The W. S. Cox Plate is a Group 1 Thoroughbred horse race for horses aged three years old and over under Weight for age conditions, over a distance of 2040 metres (approximately 1m 2f), that is held by the Moonee Valley Racing Club at Moonee Valley Racecourse, Melbourne, Australia in late October. The race has a purse of A$6,000,000.

==History==
The race is named in honour of William Samuel (W. S.) Cox, the racing club's founder.

It was first run on Saturday 28 October 1922 with a purse of A£1,000.

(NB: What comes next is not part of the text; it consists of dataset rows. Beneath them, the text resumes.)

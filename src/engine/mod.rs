mod payment_api;
mod payment_method_api;
mod quote_api;
mod route_api;

#[cfg(test)]
pub(crate) mod testing;

use std::sync::Arc;

use crate::{
    api::API,
    config::Config,
    db::{CustomerStore, MemoryStore, PaymentHistoryStore, PgStore},
    error::Error,
    external::{
        google_maps::{Directions, Geocoder, GoogleMaps},
        stripe::{PaymentProcessor, Stripe},
    },
};

/// Server-side implementation of every API trait. Holds no state of its own;
/// providers and stores are injected.
pub struct Engine {
    geocoder: Arc<dyn Geocoder>,
    directions: Arc<dyn Directions>,
    processor: Arc<dyn PaymentProcessor>,
    history: Arc<dyn PaymentHistoryStore>,
    customers: Arc<dyn CustomerStore>,
}

impl Engine {
    pub fn new(
        geocoder: Arc<dyn Geocoder>,
        directions: Arc<dyn Directions>,
        processor: Arc<dyn PaymentProcessor>,
        history: Arc<dyn PaymentHistoryStore>,
        customers: Arc<dyn CustomerStore>,
    ) -> Self {
        Self {
            geocoder,
            directions,
            processor,
            history,
            customers,
        }
    }

    #[tracing::instrument(name = "Engine::from_config", skip_all)]
    pub async fn from_config(config: &Config) -> Result<Self, Error> {
        let maps = Arc::new(GoogleMaps::new(config.google_maps.clone()));
        let processor = Arc::new(Stripe::new(config.stripe.clone()));

        let engine = match &config.database_url {
            Some(url) => {
                let store = Arc::new(PgStore::new(url, config.database_max_connections).await?);
                Self::new(maps.clone(), maps, processor, store.clone(), store)
            }
            None => {
                tracing::warn!("DATABASE_URL not set, payment history will not survive a restart");
                let store = Arc::new(MemoryStore::new());
                Self::new(maps.clone(), maps, processor, store.clone(), store)
            }
        };

        Ok(engine)
    }
}

impl API for Engine {}
mod handlers;

use std::net::SocketAddr;

use axum::{
    extract::Extension,
    routing::{delete, get, post},
    Router,
};

use crate::api::DynAPI;
use crate::error::{unexpected_error, Error};
use crate::server::handlers::{payment_methods, payments, routes};

pub fn router(api: DynAPI) -> Router {
    Router::new()
        .route("/", get(root))
        .route("/api/route", post(routes::create))
        .route(
            "/api/payment/create-payment-intent",
            post(payments::create_intent),
        )
        .route("/api/payment/history", get(payments::history))
        .route(
            "/api/payment-methods/init-payment-sheet",
            post(payment_methods::init_payment_sheet),
        )
        .route("/api/payment-methods/list", get(payment_methods::list))
        .route(
            "/api/payment-methods/remove/:pm_id",
            delete(payment_methods::remove),
        )
        .layer(Extension(api))
}

pub async fn serve(api: DynAPI, port: u16) -> Result<(), Error> {
    let app = router(api);

    let addr = SocketAddr::from(([0, 0, 0, 0], port));

    tracing::info!("listening on {}", addr);

    axum::Server::bind(&addr)
        .serve(app.into_make_service())
        .await
        .map_err(|err| {
            tracing::error!(%err, "server error");
            unexpected_error()
        })
}

async fn root() -> &'static str {
    "TaxiLuxe API is up"
}
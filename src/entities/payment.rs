use chrono::{DateTime, Utc};
use serde::{Deserialize, Serialize};

/// Processor-side authorization returned when an intent is created.
#[derive(Clone, Debug, PartialEq, Serialize, Deserialize)]
pub struct ProcessorIntent {
    pub id: String,
    pub client_secret: String,
    pub status: String,
}

/// What the client needs to confirm a payment.
#[derive(Clone, Debug, PartialEq, Serialize, Deserialize)]
#[serde(rename_all = "camelCase")]
pub struct PaymentIntent {
    pub client_secret: String,
    pub intent_id: String,
}

/// History entry written once per created intent.
///
/// `status` is passed through from the processor as-is (`requires_payment_method`,
/// `processing`, `succeeded`, ...) and is a snapshot taken at creation time.
#[derive(Clone, Debug, PartialEq, Serialize, Deserialize)]
#[serde(rename_all = "camelCase")]
pub struct PaymentIntentRecord {
    pub id: String,
    pub amount: i64,
    pub currency: String,
    pub status: String,
    pub created_at: DateTime<Utc>,
}

impl PaymentIntentRecord {
    pub fn new(intent: &ProcessorIntent, amount: i64, currency: &str) -> Self {
        Self {
            id: intent.id.clone(),
            amount,
            currency: currency.into(),
            status: intent.status.clone(),
            created_at: Utc::now(),
        }
    }
}
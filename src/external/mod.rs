pub mod google_maps;
pub mod stripe;
use geo_types::Point;
use serde::{Deserialize, Serialize};

/// A resolved geographic position. Only geocoding produces these.
#[derive(Clone, Copy, Debug, PartialEq, Serialize, Deserialize)]
pub struct Coordinates {
    pub latitude: f64,
    pub longitude: f64,
}

impl Coordinates {
    /// `[longitude, latitude]`, the order used on the wire.
    pub fn to_lng_lat(self) -> [f64; 2] {
        let point: Point<f64> = self.into();
        [point.x(), point.y()]
    }

    pub fn from_lng_lat([lng, lat]: [f64; 2]) -> Self {
        Point::new(lng, lat).into()
    }
}

impl From<Coordinates> for Point<f64> {
    fn from(coordinates: Coordinates) -> Self {
        Point::new(coordinates.longitude, coordinates.latitude)
    }
}

impl From<Point<f64>> for Coordinates {
    fn from(point: Point<f64>) -> Self {
        Self {
            latitude: point.y(),
            longitude: point.x(),
        }
    }
}

impl From<Coordinates> for String {
    fn from(coordinates: Coordinates) -> Self {
        format!("{},{}", coordinates.latitude, coordinates.longitude)
    }
}

#[cfg(test)]
mod tests {
    use super::*;

    #[test]
    fn wire_order_is_longitude_first() {
        let paris = Coordinates {
            latitude: 48.8566,
            longitude: 2.3522,
        };

        assert_eq!(paris.to_lng_lat(), [2.3522, 48.8566]);
        assert_eq!(Coordinates::from_lng_lat(paris.to_lng_lat()), paris);
    }

    #[test]
    fn query_string_is_latitude_first() {
        let coordinates = Coordinates {
            latitude: 1.5,
            longitude: -2.25,
        };

        assert_eq!(String::from(coordinates), "1.5,-2.25");
    }
}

Between 1999-2005, the event was included in the Emirates World Series Racing Championship, a global "grand prix" of horse racing. The series included the King George VI and Queen Elizabeth Stakes at Ascot, the Japan Cup, the Dubai World Cup, the Arlington Million, the Hong Kong Cup, the Canadian International Stakes, the Grosser Preis von Baden, the Irish Champion Stakes, the Breeders' Cup Turf and the Breeders' Cup Classic.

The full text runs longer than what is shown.